Ever since “indie” music saw a resurgence in the early 2000s, the four-piece band of two guitars, bass and drum has been a fairly regular set up. In recent years this has become less common with bands trying to implement more into their music with synths, pianos, samplers, or something else. For We Were Promised Jetpacks, all these extras seem superfluous; they’re a guitar-bass-drums band to the core and they made no bones about it on their first couple of releases, the album These Four Walls and the EP The Last Place You’ll Look. Sophomore album In The Pit Of The Stomach sees them striving for more atmosphere and dynamics, but often sees them falling back on their ability to write straightforward rollicking rock songs.

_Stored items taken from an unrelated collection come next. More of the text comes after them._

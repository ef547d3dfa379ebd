//! OpenShift image-stream-tag updates.

pub mod header;
pub mod payload;
pub mod target;
pub mod updater;

pub use header::build_header;
pub use payload::ImageStreamTag;
pub use target::{TargetSelector, TargetSpec};
pub use updater::{TagUpdate, TagUpdater, UpdateOutcome, UpstreamResponse};
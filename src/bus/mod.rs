//! Message bus seam.
//!
//! The consumer owns the receive loop and hands each delivery body to a
//! [`MessageHandler`], one at a time.

pub mod amqp;

use async_trait::async_trait;

use crate::error::{BusError, Error};

pub use amqp::AmqpConsumer;

/// Per-message callback registered with a consumer.
#[async_trait]
pub trait MessageHandler: Send + Sync {
    /// Handle one delivery. Errors are logged by the consumer and the
    /// message is dropped.
    async fn handle(&self, body: &[u8]) -> Result<(), Error>;
}

/// A connected consumer that drives a handler until the subscription ends.
#[async_trait]
pub trait MessageSource: Send {
    /// Only returns on failure; a healthy subscription runs forever.
    async fn consume(&mut self, handler: &dyn MessageHandler) -> Result<(), BusError>;
}
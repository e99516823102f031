//! Meridian core primitives
//!
//! Shared building blocks for the service-node overlay: hash and outpoint
//! types, per-network parameters, 256-bit score arithmetic, the chain view
//! the overlay reads the blockchain through, and the clock / sync-state
//! abstractions every subsystem consumes.

pub mod arith;
pub mod chain;
pub mod clock;
pub mod params;
pub mod sync_flags;
pub mod types;

pub use chain::{ChainState, ChainView, Utxo};
pub use clock::{Clock, ManualClock, SystemClock};
pub use params::{Network, Params};
pub use sync_flags::{SyncAsset, SyncFlags};
pub use types::{Amount, BlockHash, Hash256, OutPoint, PayScript, Transaction, TxId, TxOut, COIN};
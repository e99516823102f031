//! Staged bootstrap sequencing

mod common;

use common::*;
use meridian_core::SyncAsset;
use meridian_overlay::outbound::PeerInfo;
use meridian_overlay::sync::{SLEEP_RESET_SECONDS, SYNC_TIMEOUT_SECONDS};

fn peer(n: u8) -> PeerInfo {
    PeerInfo::outbound(format!("8.8.{n}.1:29100").parse().unwrap(), 70213)
}

#[tokio::test]
async fn assets_advance_in_order() {
    let h = harness();
    h.ctx.flags.set_asset(SyncAsset::Initial);
    h.outbox.add_peer(peer(1));

    let mut observed = vec![h.ctx.sync.asset()];
    let mut note = |asset: SyncAsset, observed: &mut Vec<SyncAsset>| {
        if observed.last() != Some(&asset) {
            observed.push(asset);
        }
    };

    // first tick: INITIAL -> SPORKS, sporks requested from the peer
    h.ctx.sync.process_tick().await;
    note(h.ctx.sync.asset(), &mut observed);
    let sent: Vec<_> = h
        .outbox
        .sent_to(peer(1).addr)
        .iter()
        .map(|m| m.command())
        .collect();
    assert!(sent.contains(&"getsporks"));

    // next tick: SPORKS -> LIST, list requested
    h.clock.advance(6);
    h.ctx.sync.process_tick().await;
    note(h.ctx.sync.asset(), &mut observed);
    let sent: Vec<_> = h
        .outbox
        .sent_to(peer(1).addr)
        .iter()
        .map(|m| m.command())
        .collect();
    assert!(sent.contains(&"dseg"));

    // the list stage times out after an attempt was made -> VOTES
    h.clock.advance(SYNC_TIMEOUT_SECONDS + 1);
    h.ctx.sync.process_tick().await;
    note(h.ctx.sync.asset(), &mut observed);

    // payment sync requested
    h.clock.advance(6);
    h.ctx.sync.process_tick().await;
    let sent: Vec<_> = h
        .outbox
        .sent_to(peer(1).addr)
        .iter()
        .map(|m| m.command())
        .collect();
    assert!(sent.contains(&"mnwpaymentsync"));

    // vote stage times out after its attempt -> FINISHED
    h.clock.advance(SYNC_TIMEOUT_SECONDS + 1);
    h.ctx.sync.process_tick().await;
    note(h.ctx.sync.asset(), &mut observed);

    assert_eq!(
        observed,
        vec![
            SyncAsset::Initial,
            SyncAsset::Sporks,
            SyncAsset::List,
            SyncAsset::Votes,
            SyncAsset::Finished,
        ]
    );
}

#[tokio::test]
async fn list_stage_fails_without_any_peer_attempt() {
    let h = harness();
    h.ctx.flags.set_asset(SyncAsset::Initial);
    // no peers at all

    h.ctx.sync.process_tick().await; // -> SPORKS
    h.clock.advance(6);
    h.ctx.sync.process_tick().await; // -> LIST, nobody to ask

    h.clock.advance(SYNC_TIMEOUT_SECONDS + 1);
    // a peer shows up only after the window passed
    h.outbox.add_peer(peer(1));
    h.ctx.sync.process_tick().await;
    // spork request happens first for the new peer; next tick hits the timeout
    h.clock.advance(6);
    h.ctx.sync.process_tick().await;

    assert_eq!(h.ctx.sync.asset(), SyncAsset::Failed);

    // failure retries after the cooldown
    h.clock.advance(61);
    h.ctx.sync.process_tick().await;
    assert_ne!(h.ctx.sync.asset(), SyncAsset::Failed);
}

#[tokio::test]
async fn long_sleep_resets_the_sequence() {
    let h = harness();
    h.ctx.flags.set_asset(SyncAsset::Initial);
    h.outbox.add_peer(peer(1));

    h.ctx.sync.process_tick().await;
    assert_eq!(h.ctx.sync.asset(), SyncAsset::Sporks);

    // simulate a laptop lid closing for two hours
    h.clock.advance(SLEEP_RESET_SECONDS + 10);
    h.ctx.sync.process_tick().await;
    // the reset pushed us back through INITIAL within the same tick
    assert!(matches!(
        h.ctx.sync.asset(),
        SyncAsset::Initial | SyncAsset::Sporks
    ));
    assert!(!h.ctx.flags.is_synced());
}

#[tokio::test]
async fn synced_with_empty_registry_restarts() {
    let h = harness();
    // harness starts in FINISHED with zero records
    assert!(h.ctx.flags.is_synced());
    h.ctx.sync.process_tick().await;
    assert!(!h.ctx.flags.is_synced());
}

We get a first taste of something a little different on opening track “Circles and Squares,” where the band adds a bit of piano to the crescendo to give the track a lot more oomph, and again on second song “Medicine” they repeat the trick, but this time with horns. These elements are not really evident beneath the earthquake-like sound of the band, but upon multiple listens these little intricacies become a little clearer, though they’re unlikely to raise more than a passively optimistic thought of ‘that’s nice’ from the listener. The first real example of increased dynamics comes in the form of fourth track “Act On Impulse,” which sees the band starting quietly with a plucked guitars and slowly building over the deadly thud of Darren Lackie’s bass drum. Combine this with Adam Thompson’s solemn, distant vocals including simple-yet-affecting lines like “he died alone,” bring in those horns once again and you have one of the finest songs of the year. “Hard To Remember,” “Sore Thumb,” and colossal closer “Pear Tree,” while not as finely crafted as “Act On Impulse,” see them playing to their strengths again by ably manipulating the quiet-loud dynamic – or the loud-really-loud dynamic as is more accurately the case with Jetpacks.
And this is one of the glaring problems with We Were Promised Jetpacks’ music; they spend so much time at or near full volume that it doesn’t give them many places to go when they want to drill home a point. Sure, they can rely on a tempo change up and a trademark histrionic wail from Thompson, but there’s only so much of this you can take before it all starts to sound like white noise. Thompson’s lyrics are never anything particularly profound or original, so there’s not much to attract your attention there. This is not really a problem since they’re often obscured by the guitars anyway, and it actually pays off on occasion when he yells something elementary in a moment of peak tension; you can’t help but feel a part of it.
The be all and end all for In The Pit Of The Stomach is that, despite a few new experiments, it’s like all their material: good music that you don’t have to think about. You can just turn it on, put it up really really loud and let it hit you. Whether it will impact you with any kind of lasting effect can only be determined by giving it a try.